Сперлонга. Мы в уютном прибрежном городке Сперлонга. После флорентийских нежностей, римский толп и неапольской клаустрофобии, приятно оказаться в крохотном и полупустом курортном городке. За ужином, пока я строю драматическую сценку из лангустов и ракушек в своей тарелке, за соседним столом все крепнет русская речь. Неуместно и громко кричит русская женщина – кричит на детей, которым чуть больше двадцати лет, потом с руганью отодвигает стул и разъярённая вылетает из ресторана. Великовозрастные дети остаются краснеть, глядя в тарелки с карбонарой и смущенно перешептываться на вечную и царапучую тему отцов и детей. Мне стыдно, потому что я их понимаю – не их скандалы и склоки, а их язык и характерные славянские мимическое морщинки. В России они часто отпечатываются между бровями и в носогубных складках – наверное, это от неумения любить жизнь и друг друга. Как будто есть другая мать, более добрая, как будто есть другие дети, более воспитанные, и другой, за пазухой припрятанный, отпуск на тихом итальянском берегу. Мы уходим есть мороженое с фисташками, и я глубоко внутри даю себе и мужу обещание – никогда ни кричать на своих детей. Ни прилюдно, ни наедине. Средиземноморские волны облизываются, глядя на нас, гуляющих под темным толстым небом Италии. Наверное, тоже хотят мороженого.
Утренний пляж в городке приводит на развалины виллы императора Тиберия. Тут же – дивный грот, на который наткнулись строители автодороги почти пятьдесят лет назад. Загорелые строители в касках и жилетах обнаружили в гроте десятки статуй, порубленные на неаккуратные кусочки. Строители удивились пригласили карабинеров, карабинеры тоже удивились и в свою очередь историков и археологов. Последние провели не один год, собирая и восстанавливая по мере возможности гигантские скульптурные группы, посвященные подвигам Одиссея. Тиберий, который не отличался добродушным характером, в свое время любил приезжать на дачу на песчаном пляже, да к тому же прилежно коллекционировал и складывал в грот современное искусство, греческие и римские образцы, причем чем монументальнее – тем лучше. Каким образом десятки статуй двухтысячелетней давности оказались впоследствии порубленными в бефстроганов и кто почти до основания разрушил загородную резиденцию Тиберия, пока еще загадка для историков.

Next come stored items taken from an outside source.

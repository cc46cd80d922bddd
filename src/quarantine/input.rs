//! The per-call description of a quarantine container to decode.

use std::path::{Path, PathBuf};

/// Everything a decode call needs to know about one input.
///
/// The input is immutable for the duration of a call. Nothing is read from process-wide state:
/// the content hash names the recovered files and the scratch directory receives them.
#[derive(Debug, Clone, PartialEq, Eq)]
pub struct QuarantineInput {
    /// The quarantine container on disk
    pub file_path: PathBuf,
    /// Content hash of the container, used to name recovered files
    pub content_hash: String,
    /// Caller-owned directory receiving recovered files
    pub scratch_dir: PathBuf,
    /// Upstream type tag such as `quarantine/mcafee`, possibly empty
    pub format_hint: String,
}

impl QuarantineInput {
    /// Describe an input.
    ///
    /// ## Arguments
    /// * `file_path`    - The container to decode
    /// * `content_hash` - Hash of the container's content
    /// * `scratch_dir`  - Writable directory for recovered files
    /// * `format_hint`  - Advisory vendor tag, `""` if unknown
    pub fn new(
        file_path: impl Into<PathBuf>,
        content_hash: impl Into<String>,
        scratch_dir: impl Into<PathBuf>,
        format_hint: impl Into<String>,
    ) -> Self {
        QuarantineInput {
            file_path: file_path.into(),
            content_hash: content_hash.into(),
            scratch_dir: scratch_dir.into(),
            format_hint: format_hint.into(),
        }
    }

    /// Returns the hint with any `quarantine/` prefix removed.
    #[must_use]
    pub fn vendor_hint(&self) -> &str {
        let hint = self.format_hint.trim();
        hint.strip_prefix("quarantine/").unwrap_or(hint)
    }

    /// Returns the container path.
    #[must_use]
    pub fn path(&self) -> &Path {
        &self.file_path
    }
}

#[cfg(test)]
mod tests {
    use super::*;

    #[test]
    fn hint_prefix_is_stripped() {
        let input = QuarantineInput::new("a.bup", "abc", "/tmp", "quarantine/mcafee");
        assert_eq!(input.vendor_hint(), "mcafee");

        let input = QuarantineInput::new("a.bup", "abc", "/tmp", " defender ");
        assert_eq!(input.vendor_hint(), "defender");

        let input = QuarantineInput::new("a.bup", "abc", "/tmp", "");
        assert_eq!(input.vendor_hint(), "");
    }
}
//! Endian-aware, bounds-checked primitive reads.
//!
//! Every multi-byte value a decoder takes from a quarantine container is read through
//! the functions in this module (directly, or through [`crate::file::parser::Parser`]).
//! A read that would cross the end of the buffer returns [`crate::Error::OutOfBounds`]
//! instead of panicking or returning garbage, and offset arithmetic is checked so that
//! attacker-chosen values close to `usize::MAX` cannot wrap around.
//!
//! # Key Components
//!
//! - [`crate::file::io::ByteIO`] - Trait implemented by every primitive that can be decoded
//! - [`crate::file::io::read_le`] / [`crate::file::io::read_be`] - Read from the start of a buffer
//! - [`crate::file::io::read_le_at`] / [`crate::file::io::read_be_at`] - Read at an offset and advance it
//!
//! # Usage Examples
//!
//! ```rust
//! use dexray::file::io::{read_le_at, read_be};
//!
//! let data = [0x01, 0x00, 0x02, 0x00, 0x00, 0x00];
//! let mut offset = 0;
//!
//! let first: u16 = read_le_at(&data, &mut offset)?;
//! let second: u32 = read_le_at(&data, &mut offset)?;
//! assert_eq!((first, second, offset), (1, 2, 6));
//!
//! let value: u16 = read_be(&[0x12, 0x34])?;
//! assert_eq!(value, 0x1234);
//! # Ok::<(), dexray::Error>(())
//! ```

use crate::{Error::OutOfBounds, Result};

/// Trait for primitives that can be decoded from raw bytes in either byte order.
///
/// `Bytes` is the fixed-size array matching the in-memory width of the type; the
/// conversion from a slice fails (and is reported as [`crate::Error::OutOfBounds`]) if
/// the slice has the wrong length.
pub trait ByteIO: Sized {
    /// Fixed-size byte representation of the type
    type Bytes: Sized + for<'a> TryFrom<&'a [u8]>;

    /// Decode from little-endian bytes
    fn from_le_bytes(bytes: Self::Bytes) -> Self;

    /// Decode from big-endian bytes
    fn from_be_bytes(bytes: Self::Bytes) -> Self;
}

macro_rules! impl_byte_io {
    ($($ty:ty),*) => {
        $(
            impl ByteIO for $ty {
                type Bytes = [u8; std::mem::size_of::<$ty>()];

                fn from_le_bytes(bytes: Self::Bytes) -> Self {
                    <$ty>::from_le_bytes(bytes)
                }

                fn from_be_bytes(bytes: Self::Bytes) -> Self {
                    <$ty>::from_be_bytes(bytes)
                }
            }
        )*
    };
}

impl_byte_io!(u8, i8, u16, i16, u32, i32, u64, i64);

/// Reads a value from the start of `data` in little-endian byte order.
///
/// # Errors
/// Returns [`crate::Error::OutOfBounds`] if `data` is shorter than `T`.
pub fn read_le<T: ByteIO>(data: &[u8]) -> Result<T> {
    let mut offset = 0_usize;
    read_le_at(data, &mut offset)
}

/// Reads a value at `offset` in little-endian byte order and advances `offset` past it.
///
/// # Errors
/// Returns [`crate::Error::OutOfBounds`] if fewer than `size_of::<T>()` bytes remain
/// at `offset`. `offset` is left untouched on error.
pub fn read_le_at<T: ByteIO>(data: &[u8], offset: &mut usize) -> Result<T> {
    let bytes = field_at::<T>(data, *offset)?;
    *offset += std::mem::size_of::<T>();

    Ok(T::from_le_bytes(bytes))
}

/// Reads a value from the start of `data` in big-endian byte order.
///
/// # Errors
/// Returns [`crate::Error::OutOfBounds`] if `data` is shorter than `T`.
pub fn read_be<T: ByteIO>(data: &[u8]) -> Result<T> {
    let mut offset = 0_usize;
    read_be_at(data, &mut offset)
}

/// Reads a value at `offset` in big-endian byte order and advances `offset` past it.
///
/// # Errors
/// Returns [`crate::Error::OutOfBounds`] if fewer than `size_of::<T>()` bytes remain
/// at `offset`. `offset` is left untouched on error.
pub fn read_be_at<T: ByteIO>(data: &[u8], offset: &mut usize) -> Result<T> {
    let bytes = field_at::<T>(data, *offset)?;
    *offset += std::mem::size_of::<T>();

    Ok(T::from_be_bytes(bytes))
}

fn field_at<T: ByteIO>(data: &[u8], offset: usize) -> Result<T::Bytes> {
    let type_len = std::mem::size_of::<T>();
    let Some(end) = offset.checked_add(type_len) else {
        return Err(OutOfBounds);
    };

    let Some(slice) = data.get(offset..end) else {
        return Err(OutOfBounds);
    };

    slice.try_into().map_err(|_| OutOfBounds)
}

Мы же перешагиваем остатки стен, из-под ног разлетаются юркие гекконы, симпатичные мини-крокодильчики. Мы тихо перешептываемся в пустом гроте, где среди мраморных гигантов любил отужинать Тиберий. Теперь в гроте – только сырость, водоросли и мох, а рядом мирно спят волны. Под оливковым деревом трудятся молодые археологи – продолжают раскапывать виллу. Итальянки с загорелыми плечами, тонкие бретельки, широкие брюки, кисточки и молоточки для откапывания старины. Тут же – старинное рыбное хозяйство, чтобы за ужином для императора далеко не ходить. Рыбы всех размеров и солидности рассекают зеленую тихую воду. Вдруг среди серебристых спин и сомьих усов мелькнул золотой плавник! Чего мне, старче в мои почти тридцать, надобно? Загадываю желание. Рядом на успокоенном волнорезами пляже резвятся дети, оставляют минутные следы на песке там же, где бродил угрюмый Тиберий.
Фраскати, Рим. Сентиментальный вечер прощания с Италией – надолго ли, ведь с моего последнего визита сюда прошло восемь лет. Мы доедаем божественно вкусное мороженное, догуливаем последние часы, я кутаюсь в шаль от вечернего ветра. На смотровую площадку с видом на Рим и дворцовые усадьбы уже во всю падают резные желтые листья. Хозяйка гостиницы беспрестанно что-то рассказывает нам на смеси английского и итальянского, то хватает меня за руки, то трогает мои малиновые локоны, то заливисто смеется – и вот мне уже хочется научиться этой итальянской заразительной харизме и моментальному расположению даже к незнакомым людям. Утром перед вылетом мы не можем найти гостиничный чек, минутная заминка, пока мы роемся в карманах и телефонах. Но тут благодушную щебечущую хозяйку словно подменили, она вспыхивает и зовет супруга, вместе они вполне убедительно предупреждают, что мы никуда не поедем, пока не расплатимся. От вчерашнего добродушия не осталось и следа, искрится на высоких частотах итальянский темперамент. Пока мы разрешали вопрос и приходили к общему знаменателю дружелюбности, мне вспомнился один мой итальянский приятель. Он уже много лет ходит пересдавать экзамены в полицейскую академию. В полицию не хотят брать неуравновешенного молодого человека, за которым числится скандал с начальством. В свое время мой добрый приятель бросил в лицо начальнику не мышонка не лягушку, а весомый кассовый аппарат. При любом упоминания этого инцидента он лишь разводит руками: «Дело не в том, что я неуравновешенный. Я просто настоящий итальянец, а в Италии мы всегда так спорим». Мне остается только порадоваться, что в нашей гостинице не было кассового аппарата. Насладившись напоследок полным спектром итальянского темперамента, мы отправляемся в аэропорт.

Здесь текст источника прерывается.